** Information provided follows **

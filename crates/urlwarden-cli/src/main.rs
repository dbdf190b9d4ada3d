// urlwarden-cli/src/main.rs
// ============================================================================
// Module: Urlwarden CLI Entry Point
// Description: Command dispatcher for serving, checking, seeding, and load tests.
// Purpose: Provide one operational entry point over the inspection service.
// Dependencies: clap, urlwarden-config, urlwarden-core, urlwarden-server, urlwarden-store-sqlite
// ============================================================================

//! ## Overview
//! The CLI runs the HTTP server, performs one-off checks against the
//! configured stores, seeds the SQLite reference data, and drives a
//! running instance with a concurrent load test.

// ============================================================================
// SECTION: Imports
// ============================================================================

use std::collections::BTreeMap;
use std::io::Write;
use std::path::PathBuf;
use std::process::ExitCode;
use std::time::Duration;
use std::time::Instant;

use clap::Parser;
use clap::Subcommand;
use thiserror::Error;
use urlwarden_config::StoreBackend;
use urlwarden_config::UrlwardenConfig;
use urlwarden_core::RawRequest;
use urlwarden_core::UrlInspector;
use urlwarden_server::AppServer;
use urlwarden_server::build_stores;
use urlwarden_store_sqlite::SqliteReputationStore;
use urlwarden_store_sqlite::SqliteSignatureStore;
use urlwarden_store_sqlite::SqliteStoreConfig;

// ============================================================================
// SECTION: CLI Definition
// ============================================================================

/// Urlwarden command-line interface.
#[derive(Debug, Parser)]
#[command(name = "urlwarden", version, about = "URL threat inspection service")]
struct Cli {
    /// Path to the configuration file.
    #[arg(long, global = true)]
    config: Option<PathBuf>,
    /// Subcommand to run.
    #[command(subcommand)]
    command: Command,
}

/// Available subcommands.
#[derive(Debug, Subcommand)]
enum Command {
    /// Run the HTTP server.
    Serve,
    /// Inspect one URL fragment against the configured stores.
    Check {
        /// Path fragment in `hostname[:port]/path` form.
        url_parts: String,
        /// Query string supplied separately, without the leading `?`.
        #[arg(long)]
        query: Option<String>,
    },
    /// Create and seed the SQLite reference stores.
    Seed,
    /// Drive a running server with concurrent check requests.
    Loadtest {
        /// Base URL of the server under test.
        #[arg(long, default_value = "http://127.0.0.1:8080")]
        target: String,
        /// Total number of requests to issue.
        #[arg(long, default_value_t = 1000)]
        requests: usize,
        /// Number of concurrent in-flight requests.
        #[arg(long, default_value_t = 100)]
        concurrency: usize,
    },
}

// ============================================================================
// SECTION: Errors
// ============================================================================

/// CLI execution errors.
#[derive(Debug, Error)]
enum CliError {
    /// Configuration loading or validation failed.
    #[error("config error: {0}")]
    Config(String),
    /// Server construction or serving failed.
    #[error("server error: {0}")]
    Server(String),
    /// Store access failed.
    #[error("store error: {0}")]
    Store(String),
    /// Inspection failed.
    #[error("check error: {0}")]
    Check(String),
    /// Load-test HTTP client failed.
    #[error("http error: {0}")]
    Http(String),
}

// ============================================================================
// SECTION: Entry Point
// ============================================================================

#[tokio::main]
async fn main() -> ExitCode {
    let cli = Cli::parse();
    match run(cli).await {
        Ok(()) => ExitCode::SUCCESS,
        Err(err) => {
            let _ = writeln!(std::io::stderr(), "urlwarden: {err}");
            ExitCode::FAILURE
        }
    }
}

/// Dispatches the parsed command.
async fn run(cli: Cli) -> Result<(), CliError> {
    let config = UrlwardenConfig::load(cli.config.as_deref())
        .map_err(|err| CliError::Config(err.to_string()))?;
    match cli.command {
        Command::Serve => run_serve(&config).await,
        Command::Check {
            url_parts,
            query,
        } => run_check(&config, &url_parts, query),
        Command::Seed => run_seed(&config),
        Command::Loadtest {
            target,
            requests,
            concurrency,
        } => run_loadtest(&target, requests, concurrency.max(1)).await,
    }
}

// ============================================================================
// SECTION: Serve
// ============================================================================

/// Runs the HTTP server until the transport fails.
async fn run_serve(config: &UrlwardenConfig) -> Result<(), CliError> {
    let server = AppServer::from_config(config).map_err(|err| CliError::Server(err.to_string()))?;
    emit(&format!("listening on {}", server.bind_addr()));
    server.serve().await.map_err(|err| CliError::Server(err.to_string()))
}

// ============================================================================
// SECTION: Check
// ============================================================================

/// Inspects one fragment locally and prints the verdict as JSON.
fn run_check(
    config: &UrlwardenConfig,
    url_parts: &str,
    query: Option<String>,
) -> Result<(), CliError> {
    config.validate().map_err(|err| CliError::Config(err.to_string()))?;
    let (signatures, reputation) =
        build_stores(config).map_err(|err| CliError::Store(err.to_string()))?;
    let inspector = UrlInspector::new(signatures, reputation, config.pipeline_config());
    let request = RawRequest {
        path_fragment: url_parts.to_string(),
        query_string: query,
    };
    let report = inspector.check(&request).map_err(|err| CliError::Check(err.to_string()))?;
    let rendered =
        serde_json::to_string_pretty(&report).map_err(|err| CliError::Check(err.to_string()))?;
    emit(&rendered);
    Ok(())
}

// ============================================================================
// SECTION: Seed
// ============================================================================

/// Creates and seeds the SQLite stores named by the configuration.
fn run_seed(config: &UrlwardenConfig) -> Result<(), CliError> {
    config.validate().map_err(|err| CliError::Config(err.to_string()))?;
    if config.stores.backend != StoreBackend::Sqlite {
        return Err(CliError::Config("seed requires stores.backend = \"sqlite\"".to_string()));
    }
    let path = config
        .stores
        .path
        .clone()
        .ok_or_else(|| CliError::Config("seed requires stores.path".to_string()))?;
    let store_config = SqliteStoreConfig {
        path,
        busy_timeout_ms: config.stores.busy_timeout_ms,
    };
    let signatures =
        SqliteSignatureStore::open(&store_config).map_err(|err| CliError::Store(err.to_string()))?;
    let reputation = SqliteReputationStore::open(&store_config)
        .map_err(|err| CliError::Store(err.to_string()))?;
    let seeded_signatures =
        signatures.seed_defaults().map_err(|err| CliError::Store(err.to_string()))?;
    let seeded_reputation =
        reputation.seed_defaults().map_err(|err| CliError::Store(err.to_string()))?;
    emit(&format!(
        "seeded {seeded_signatures} signatures, {seeded_reputation} reputation entries"
    ));
    Ok(())
}

// ============================================================================
// SECTION: Load Test
// ============================================================================

/// Check paths cycled through during a load test.
const LOADTEST_PATHS: [&str; 5] = [
    "/urlinfo/1/example.com/test",
    "/urlinfo/1/malicious-site.com/download",
    "/urlinfo/1/google.com/search?q=test",
    "/urlinfo/1/phishing-bank.com/login",
    "/urlinfo/1/safe-domain.org/page",
];

/// Issues `requests` checks against a running server in concurrent batches.
async fn run_loadtest(
    target: &str,
    requests: usize,
    concurrency: usize,
) -> Result<(), CliError> {
    let urls: Vec<String> =
        LOADTEST_PATHS.iter().map(|path| format!("{target}{path}")).collect();
    let client = reqwest::Client::builder()
        .timeout(Duration::from_secs(30))
        .pool_max_idle_per_host(concurrency)
        .build()
        .map_err(|err| CliError::Http(err.to_string()))?;

    emit(&format!(
        "load test: target={target} requests={requests} concurrency={concurrency}"
    ));

    let started = Instant::now();
    let mut durations: Vec<Duration> = Vec::with_capacity(requests);
    let mut status_counts: BTreeMap<u16, u64> = BTreeMap::new();
    let mut errors: u64 = 0;

    let mut issued = 0;
    while issued < requests {
        let batch = concurrency.min(requests - issued);
        let mut handles = Vec::with_capacity(batch);
        for index in issued..issued + batch {
            let client = client.clone();
            let url = urls[index % urls.len()].clone();
            handles.push(tokio::spawn(async move {
                let begin = Instant::now();
                let status = client.get(&url).send().await.map(|response| response.status().as_u16());
                (status, begin.elapsed())
            }));
        }
        for handle in handles {
            match handle.await {
                Ok((Ok(code), duration)) => {
                    durations.push(duration);
                    *status_counts.entry(code).or_insert(0) += 1;
                }
                Ok((Err(_), duration)) => {
                    durations.push(duration);
                    errors += 1;
                }
                Err(_) => errors += 1,
            }
        }
        issued += batch;
    }

    let elapsed = started.elapsed();
    emit_summary(requests, errors, &mut durations, &status_counts, elapsed);
    Ok(())
}

/// Prints the load-test summary.
fn emit_summary(
    requests: usize,
    errors: u64,
    durations: &mut [Duration],
    status_counts: &BTreeMap<u16, u64>,
    elapsed: Duration,
) {
    durations.sort_unstable();
    let total_secs = elapsed.as_secs_f64().max(f64::EPSILON);
    let throughput = requests_f64(requests) / total_secs;

    emit(&format!("duration: {total_secs:.2}s"));
    emit(&format!("requests: {requests} ({errors} errors)"));
    emit(&format!("throughput: {throughput:.1} req/s"));
    if !durations.is_empty() {
        emit(&format!("latency avg: {:.2}ms", average_millis(durations)));
        emit(&format!("latency p50: {:.2}ms", percentile_millis(durations, 50)));
        emit(&format!("latency p95: {:.2}ms", percentile_millis(durations, 95)));
        emit(&format!("latency p99: {:.2}ms", percentile_millis(durations, 99)));
    }
    for (code, count) in status_counts {
        emit(&format!("status {code}: {count}"));
    }
}

/// Returns the request count as a float for rate math.
fn requests_f64(requests: usize) -> f64 {
    u32::try_from(requests).map_or(f64::MAX, f64::from)
}

/// Returns the mean latency in milliseconds.
fn average_millis(durations: &[Duration]) -> f64 {
    let total: Duration = durations.iter().sum();
    total.as_secs_f64() * 1000.0 / requests_f64(durations.len()).max(1.0)
}

/// Returns the latency percentile in milliseconds over sorted samples.
fn percentile_millis(sorted: &[Duration], percentile: usize) -> f64 {
    let index = (sorted.len() * percentile / 100).min(sorted.len() - 1);
    sorted[index].as_secs_f64() * 1000.0
}

// ============================================================================
// SECTION: Output
// ============================================================================

/// Writes one line of user-facing output.
#[allow(clippy::print_stdout, reason = "CLI output is the user-facing surface.")]
fn emit(line: &str) {
    println!("{line}");
}

// ============================================================================
// SECTION: Tests
// ============================================================================
// urlwarden-server/src/server/tests.rs
// ============================================================================
// Module: Server Unit Tests
// Description: Handler-level tests over in-memory fixtures.
// Purpose: Validate status mapping, error envelopes, and metrics recording.
// Dependencies: urlwarden-server
// ============================================================================

//! ## Overview
//! Exercises the handlers directly with constructed extractors, including
//! the error paths the routed integration tests cannot reach.

// ============================================================================
// SECTION: Lint Configuration
// ============================================================================

#![allow(
    clippy::unwrap_used,
    clippy::expect_used,
    reason = "Tests unwrap on deterministic in-memory fixtures."
)]

// ============================================================================
// SECTION: Imports
// ============================================================================

use axum::http::Uri;
use serde_json::Value;
use urlwarden_core::ReputationRecord;
use urlwarden_core::SignatureRecord;
use urlwarden_core::StoreError;

use super::*;

// ============================================================================
// SECTION: Fixtures
// ============================================================================

/// Audit sink that drops every event.
struct NullAuditSink;

impl AuditSink for NullAuditSink {
    fn record_check(&self, _event: &CheckAuditEvent) {}
}

/// Store that always fails, for propagation tests.
struct UnreachableStore;

impl urlwarden_core::SignatureStore for UnreachableStore {
    fn records(&self) -> Result<Vec<SignatureRecord>, StoreError> {
        Err(StoreError::Unavailable("signature backend down".to_string()))
    }
}

impl urlwarden_core::ReputationStore for UnreachableStore {
    fn lookup(&self, _hostname: &str) -> Result<Option<ReputationRecord>, StoreError> {
        Err(StoreError::Unavailable("reputation backend down".to_string()))
    }
}

/// Builds handler state over the default seeded in-memory stores.
fn memory_state() -> Arc<AppState> {
    let config = UrlwardenConfig::default();
    let (signatures, reputation) = build_stores(&config).unwrap();
    state_with(UrlInspector::new(signatures, reputation, config.pipeline_config()))
}

/// Builds handler state over failing stores.
fn failing_state() -> Arc<AppState> {
    let config = UrlwardenConfig::default();
    state_with(UrlInspector::new(
        SharedSignatureStore::from_store(UnreachableStore),
        SharedReputationStore::from_store(UnreachableStore),
        config.pipeline_config(),
    ))
}

/// Wraps an inspector into app state with a null audit sink.
fn state_with(
    inspector: UrlInspector<SharedSignatureStore, SharedReputationStore>,
) -> Arc<AppState> {
    Arc::new(AppState {
        inspector,
        metrics: SecurityMetrics::new(),
        audit: Arc::new(NullAuditSink),
        started_at: 0,
        start_time: "1970-01-01T00:00:00Z".to_string(),
    })
}

/// Runs the check handler against a raw URI string.
async fn check(state: Arc<AppState>, uri: &str) -> (StatusCode, Value) {
    let uri: Uri = uri.parse().unwrap();
    let response = handle_urlinfo(State(state), uri).await;
    let status = response.status();
    let bytes = axum::body::to_bytes(response.into_body(), 64 * 1024).await.unwrap();
    (status, serde_json::from_slice(&bytes).unwrap())
}

// ============================================================================
// SECTION: Status Mapping
// ============================================================================

#[tokio::test]
async fn test_allowed_check_returns_ok_verdict() {
    let (status, body) = check(memory_state(), "/urlinfo/1/unlisted-host.org/path").await;
    assert_eq!(status, StatusCode::OK);
    assert_eq!(body["decision"], "ALLOW");
    assert_eq!(body["valid"], true);
    assert_eq!(body["security_checks"]["domain_reputation"]["found"], false);
}

#[tokio::test]
async fn test_empty_fragment_returns_client_error() {
    let (status, body) = check(memory_state(), "/urlinfo/1/").await;
    assert_eq!(status, StatusCode::BAD_REQUEST);
    assert_eq!(body["error"], "invalid_request");
    assert!(body.get("decision").is_none());
}

#[tokio::test]
async fn test_invalid_format_returns_ok_deny() {
    let (status, body) = check(memory_state(), "/urlinfo/1/example.com:99999/path").await;
    assert_eq!(status, StatusCode::OK);
    assert_eq!(body["decision"], "DENY");
    assert_eq!(body["valid"], false);
}

#[tokio::test]
async fn test_store_failure_returns_processing_error_not_verdict() {
    let (status, body) = check(failing_state(), "/urlinfo/1/example.com/path").await;
    assert_eq!(status, StatusCode::INTERNAL_SERVER_ERROR);
    assert_eq!(body["error"], "processing_error");
    // A malfunction must never look like a security verdict.
    assert!(body.get("decision").is_none());
    assert!(body.get("threat_detected").is_none());
    assert!(!body["message"].as_str().unwrap().contains("backend down"));
}

// ============================================================================
// SECTION: Side Effects
// ============================================================================

#[tokio::test]
async fn test_completed_checks_are_recorded_in_metrics() {
    let state = memory_state();
    let _ = check(Arc::clone(&state), "/urlinfo/1/example.com/path").await;
    let _ = check(Arc::clone(&state), "/urlinfo/1/malicious-site.com/download").await;

    let snapshot = state.metrics.snapshot(unix_seconds()).unwrap();
    assert_eq!(snapshot.total_checks, 2);
    assert_eq!(snapshot.safe, 1);
    assert_eq!(snapshot.threats_detected, 1);
    assert_eq!(snapshot.recent_checks.len(), 2);
}

#[tokio::test]
async fn test_health_reports_uptime_and_start_time() {
    let response = handle_health(State(memory_state())).await;
    assert_eq!(response.status(), StatusCode::OK);
    let bytes = axum::body::to_bytes(response.into_body(), 64 * 1024).await.unwrap();
    let body: Value = serde_json::from_slice(&bytes).unwrap();
    assert_eq!(body["status"], "healthy");
    assert!(body["uptime_seconds"].as_i64().unwrap() >= 0);
    assert_eq!(body["start_time"], "1970-01-01T00:00:00Z");
}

** End of Information provided **

When you come to the line containing "the HTTP server.", give it and stop; before that, repeat each line of the material exactly from the first one.

Answer space:
filename crates/urlwarden-cli/src/main.rs
repository dbdf190b9d4ada3d
// urlwarden-cli/src/main.rs
// ============================================================================
// Module: Urlwarden CLI Entry Point
// Description: Command dispatcher for serving, checking, seeding, and load tests.
// Purpose: Provide one operational entry point over the inspection service.
// Dependencies: clap, urlwarden-config, urlwarden-core, urlwarden-server, urlwarden-store-sqlite
// ============================================================================

//! ## Overview
//! The CLI runs the HTTP server, performs one-off checks against the
//! configured stores, seeds the SQLite reference data, and drives a
//! running instance with a concurrent load test.

// ============================================================================
// SECTION: Imports
// ============================================================================

use std::collections::BTreeMap;
use std::io::Write;
use std::path::PathBuf;
use std::process::ExitCode;
use std::time::Duration;
use std::time::Instant;

use clap::Parser;
use clap::Subcommand;
use thiserror::Error;
use urlwarden_config::StoreBackend;
use urlwarden_config::UrlwardenConfig;
use urlwarden_core::RawRequest;
use urlwarden_core::UrlInspector;
use urlwarden_server::AppServer;
use urlwarden_server::build_stores;
use urlwarden_store_sqlite::SqliteReputationStore;
use urlwarden_store_sqlite::SqliteSignatureStore;
use urlwarden_store_sqlite::SqliteStoreConfig;

// ============================================================================
// SECTION: CLI Definition
// ============================================================================

/// Urlwarden command-line interface.
#[derive(Debug, Parser)]
#[command(name = "urlwarden", version, about = "URL threat inspection service")]
struct Cli {
    /// Path to the configuration file.
    #[arg(long, global = true)]
    config: Option<PathBuf>,
    /// Subcommand to run.
    #[command(subcommand)]
    command: Command,
}

/// Available subcommands.
#[derive(Debug, Subcommand)]
enum Command {
    /// Run the HTTP server.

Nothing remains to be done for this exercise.